Review by Leonard Norwitz

 

Studio:

Theatrical: Universal Pictures & Relativity Media

Blu-ray: Universal Studios Home Entertainment

 

Disc:

Region: ALL (as verified by the Momitsu region FREE Blu-ray player)

Runtime: 2:05:08.709

Disc Size: 24,148,767,640 bytes

Feature Size: 23,524,380,672 bytes

Average Bitrate: 17.82 Mbps

Chapters: 20

Case: Standard Blu-ray Case

Release date: August 25th, 2009

 

Video:

Aspect ratio: 2.40:1

Resolution: 1080p

Video codec: VC-1

 

Bitrate:

 

 

Audio:

DTS-HD Master Audio English 3863 kbps 5.1 / 48 kHz / 3863 kbps / 24-bit (DTS Core: 5.1 / 48 kHz / 1536 kbps / 24-bit)
DTS Audio French 768 kbps 5.1 / 48 kHz / 768 kbps / 24-bit
DTS Audio Spanish 768 kbps 5.1 / 48 kHz / 768 kbps / 24-bit
Dolby Digital Audio English 192 kbps 2.0 / 48 kHz / 192 kbps / Dolby Surround

 

Subtitles:

English SDH, Spanish,  French, none

 

Extras:

• Audio Commentary by Writer/Director Tony Gilroy & Editor/Co-Producer John Gilroy

• BD-Live 2.0

 

 

The Film: 6
Seeing Tony Gilroy's name as writer should be reassuring, his having given us the three Bourne movies and Michael Clayton. We should also credit the filmmakers for a spy movie without guns, car chases or explosions – unless we count explosions of temper and passion – of which Duplicity has many. Until the end, when, like Ben and Elaine at the back of the bus, all is spent. Meanwhile, this romantic, comedic thriller spins itself into quite the little cobweb of suspicion, plotting and thievery.

 

 


Ray Koval (Clive Owen) and Claire Stenwick (Julia Roberts) are professional spies who meet in Dubai several years before the main action of the story. Unbeknownst to him, Ray is Claire's assignment, and she lifts the requisite documents after bedding and drugging the poor sap. They meet again a couple years later when their passion for each other takes hold and realize they aren't ever going to meet someone else who has the understanding of their peculiar temperament – viz., paranoid. They decide they need to stop meeting like this and settle down to a life of fine living. To do this they need to set up a multi-million dollar score.

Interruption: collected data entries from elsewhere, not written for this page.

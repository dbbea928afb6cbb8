//! Test infrastructure for the MiniOS kernel.
//!
//! Mock hardware for driving a [`Kernel`](crate::kernel::Kernel) on the host,
//! a port recorder for the device drivers, and the QEMU exit helpers used by
//! the in-kernel self tests.
//!
//! # Usage
//!
//! ```rust,ignore
//! use minios_kernel::testutil::{frame_for, test_kernel, test_vectors, type_text};
//! ```

use crate::display::{MemoryBuffer, TextScreen};
use crate::kernel::Kernel;
use crate::keyboard::scancode::{self, make_code_for};
use crate::trap::VectorTable;
use minios_common::trap::{IRQ_BASE, IRQ_COUNT};
use minios_common::{GateFlags, Irq, TrapFrame, Vector, VectorDescriptor};
use minios_hal::{Cpu, InterruptController, KeyboardController, PortIo};

/// QEMU exit codes for signaling test results.
#[derive(Debug, Clone, Copy, PartialEq, Eq)]
#[repr(u32)]
pub enum QemuExitCode {
    /// All tests passed.
    Success = 0x10,
    /// One or more tests failed.
    Failed = 0x11,
}

/// The isa-debug-exit device port.
const QEMU_EXIT_PORT: u16 = 0xf4;

/// Exit QEMU with the given exit code.
///
/// QEMU must be started with `-device isa-debug-exit,iobase=0xf4,iosize=0x04`.
/// The process exit status is `(value << 1) | 1`: 33 for success, 35 for
/// failure.
pub fn exit_qemu(ports: &mut impl PortIo, exit_code: QemuExitCode) {
    ports.write_u8(QEMU_EXIT_PORT, exit_code as u8);
}

/// Capacity of the queued scancode ring.
const SCANCODE_QUEUE: usize = 256;

/// Scripted platform that records everything the kernel asks of it.
#[derive(Debug, Clone)]
pub struct MockHardware {
    scancodes: [u8; SCANCODE_QUEUE],
    head: u8,
    tail: u8,
    /// End-of-interrupt count per IRQ line.
    pub eoi_counts: [u32; IRQ_COUNT as usize],
    /// Last `(base, limit)` passed to the IDTR.
    pub loaded: Option<(usize, u16)>,
    /// How many times the IDTR was loaded.
    pub load_count: u32,
    /// Whether the controller lines are unmasked.
    pub enabled: bool,
    /// Reset requests.
    pub resets: u32,
    /// Halt requests.
    pub halts: u32,
}

impl MockHardware {
    /// A platform with no pending input.
    pub fn new() -> Self {
        MockHardware {
            scancodes: [0; SCANCODE_QUEUE],
            head: 0,
            tail: 0,
            eoi_counts: [0; IRQ_COUNT as usize],
            loaded: None,
            load_count: 0,
            enabled: false,
            resets: 0,
            halts: 0,
        }
    }

    /// Queue a byte for the next [`KeyboardController::read_scancode`].
    pub fn queue_scancode(&mut self, byte: u8) {
        self.scancodes[self.tail as usize] = byte;
        self.tail = self.tail.wrapping_add(1);
    }

    /// Bytes queued but not yet read.
    pub fn pending(&self) -> usize {
        self.tail.wrapping_sub(self.head) as usize
    }

    /// End-of-interrupt count for `irq`.
    pub fn eoi_count(&self, irq: Irq) -> u32 {
        self.eoi_counts[irq.index()]
    }

    /// End-of-interrupt count over all lines.
    pub fn total_eois(&self) -> u32 {
        self.eoi_counts.iter().sum()
    }
}

impl Default for MockHardware {
    fn default() -> Self {
        Self::new()
    }
}

impl InterruptController for MockHardware {
    fn enable(&mut self) {
        self.enabled = true;
    }

    fn disable(&mut self) {
        self.enabled = false;
    }

    fn end_of_interrupt(&mut self, irq: u8) {
        if let Some(count) = self.eoi_counts.get_mut(irq as usize) {
            *count += 1;
        }
    }
}

impl KeyboardController for MockHardware {
    fn read_scancode(&mut self) -> u8 {
        if self.head == self.tail {
            return 0;
        }
        let byte = self.scancodes[self.head as usize];
        self.head = self.head.wrapping_add(1);
        byte
    }

    fn reset_system(&mut self) {
        self.resets += 1;
    }
}

impl Cpu for MockHardware {
    fn load_vector_table(&mut self, base: usize, limit: u16) {
        self.loaded = Some((base, limit));
        self.load_count += 1;
    }

    fn halt(&mut self) {
        self.halts += 1;
    }
}

/// Capacity of the recorded write log.
const RECORD_CAPACITY: usize = 64;

/// Number of distinct ports whose last value is remembered.
const LATCH_CAPACITY: usize = 16;

/// Port accessor that logs writes and answers reads with the last value
/// written (or set) on that port.
#[derive(Debug, Clone)]
pub struct RecordingPorts {
    writes: [(u16, u8); RECORD_CAPACITY],
    len: usize,
    latches: [(u16, u8); LATCH_CAPACITY],
    latched: usize,
}

impl RecordingPorts {
    /// An accessor with nothing recorded; every port reads 0.
    pub fn new() -> Self {
        RecordingPorts {
            writes: [(0, 0); RECORD_CAPACITY],
            len: 0,
            latches: [(0, 0); LATCH_CAPACITY],
            latched: 0,
        }
    }

    /// Make reads of `port` return `value`.
    pub fn set_input(&mut self, port: u16, value: u8) {
        if let Some(slot) = self.latches[..self.latched].iter_mut().find(|(p, _)| *p == port) {
            slot.1 = value;
        } else if self.latched < LATCH_CAPACITY {
            self.latches[self.latched] = (port, value);
            self.latched += 1;
        }
    }

    /// Recorded `(port, value)` writes in order.
    pub fn writes(&self) -> impl Iterator<Item = (u16, u8)> + '_ {
        self.writes[..self.len].iter().copied()
    }
}

impl Default for RecordingPorts {
    fn default() -> Self {
        Self::new()
    }
}

impl PortIo for RecordingPorts {
    fn read_u8(&mut self, port: u16) -> u8 {
        self.latches[..self.latched]
            .iter()
            .find(|(p, _)| *p == port)
            .map_or(0, |&(_, value)| value)
    }

    fn write_u8(&mut self, port: u16, value: u8) {
        if self.len < RECORD_CAPACITY {
            self.writes[self.len] = (port, value);
            self.len += 1;
        }
        self.set_input(port, value);
    }
}

/// Code selector used for test descriptors.
pub const TEST_SELECTOR: u16 = 0x08;

/// Fake stub address for `vector`.
pub fn stub_address(vector: Vector) -> u32 {
    0x0010_0000 + vector.as_u8() as u32 * 16
}

/// A vector table filled with fake stub addresses.
pub fn test_vectors() -> VectorTable {
    VectorTable::new(|vector| {
        VectorDescriptor::new(stub_address(vector), TEST_SELECTOR, GateFlags::KERNEL_INTERRUPT)
    })
}

/// Host kernel type.
pub type TestKernel<'t> = Kernel<'t, TextScreen<MemoryBuffer>, MockHardware>;

/// A kernel on a blank memory screen and mock hardware, not yet activated.
///
/// `vectors` is usually [`test_vectors`]; it is borrowed for the kernel's
/// lifetime so it cannot move after activation.
pub fn test_kernel(vectors: &mut VectorTable) -> TestKernel<'_> {
    let mut screen = TextScreen::new(MemoryBuffer::new());
    minios_hal::DisplaySink::clear(&mut screen);
    Kernel::new(screen, MockHardware::new(), vectors)
}

/// The frame the entry stubs would build for `vector`.
pub fn frame_for(vector: u8) -> TrapFrame {
    TrapFrame {
        vector: vector as u32,
        eip: 0x0010_2000,
        cs: TEST_SELECTOR as u32,
        eflags: 0x202,
        ..TrapFrame::default()
    }
}

/// Deliver one keyboard interrupt carrying `byte`.
pub fn press_byte(kernel: &mut TestKernel<'_>, byte: u8) {
    kernel.hardware_mut().queue_scancode(byte);
    kernel.dispatch(&frame_for(IRQ_BASE + Irq::KEYBOARD.as_u8()));
}

/// Press and release the key producing `c`, wrapping it in shift if needed.
///
/// Characters with no key on the layout are skipped.
pub fn type_char(kernel: &mut TestKernel<'_>, c: u8) {
    let Some((code, shifted)) = make_code_for(c) else {
        return;
    };
    if shifted {
        press_byte(kernel, scancode::LEFT_SHIFT);
    }
    press_byte(kernel, code);
    press_byte(kernel, code | scancode::RELEASE_BIT);
    if shifted {
        press_byte(kernel, scancode::LEFT_SHIFT | scancode::RELEASE_BIT);
    }
}

/// Type `text` one key at a time.
pub fn type_text(kernel: &mut TestKernel<'_>, text: &str) {
    for &c in text.as_bytes() {
        type_char(kernel, c);
    }
}

/// Press and release Enter.
pub fn press_enter(kernel: &mut TestKernel<'_>) {
    press_byte(kernel, scancode::ENTER);
    press_byte(kernel, scancode::ENTER | scancode::RELEASE_BIT);
}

Enter: Howard Tully (Tom Wilkinson) and Richard Garsik (Paul Giamatti). To describe them as rivals of their respective consumer products companies is the gross understatement of the year. Armand d'Hubert and Gabriel Féraud have nothing on them. How Ray and Claire set up these two companies while each looking over their shoulder to see if the other is pulling a fast one is most of the substance of this movie, told with much time-shifting of events, as if to throw our attention off guard – not that we actually know what we're looking for. And that's either the beauty or the irritant of Duplicity for many critics. Add to this that Claire is nearly always positioned as one-up on her boyfriend, a deliberately unbalanced state of affairs that leads us to believe – well, you know. Being the smart asses that writers are these days we must also entertain the possibility that this imbalance is just another ruse. And so it goes.

 

Image: 8/9   NOTE: The below Blu-ray captures were ripped directly from the Blu-ray disc.
The first number indicates a relative level of excellence compared to other Blu-ray video discs on a ten-point scale. The second number places this image along the full range of DVD and Blu-ray discs.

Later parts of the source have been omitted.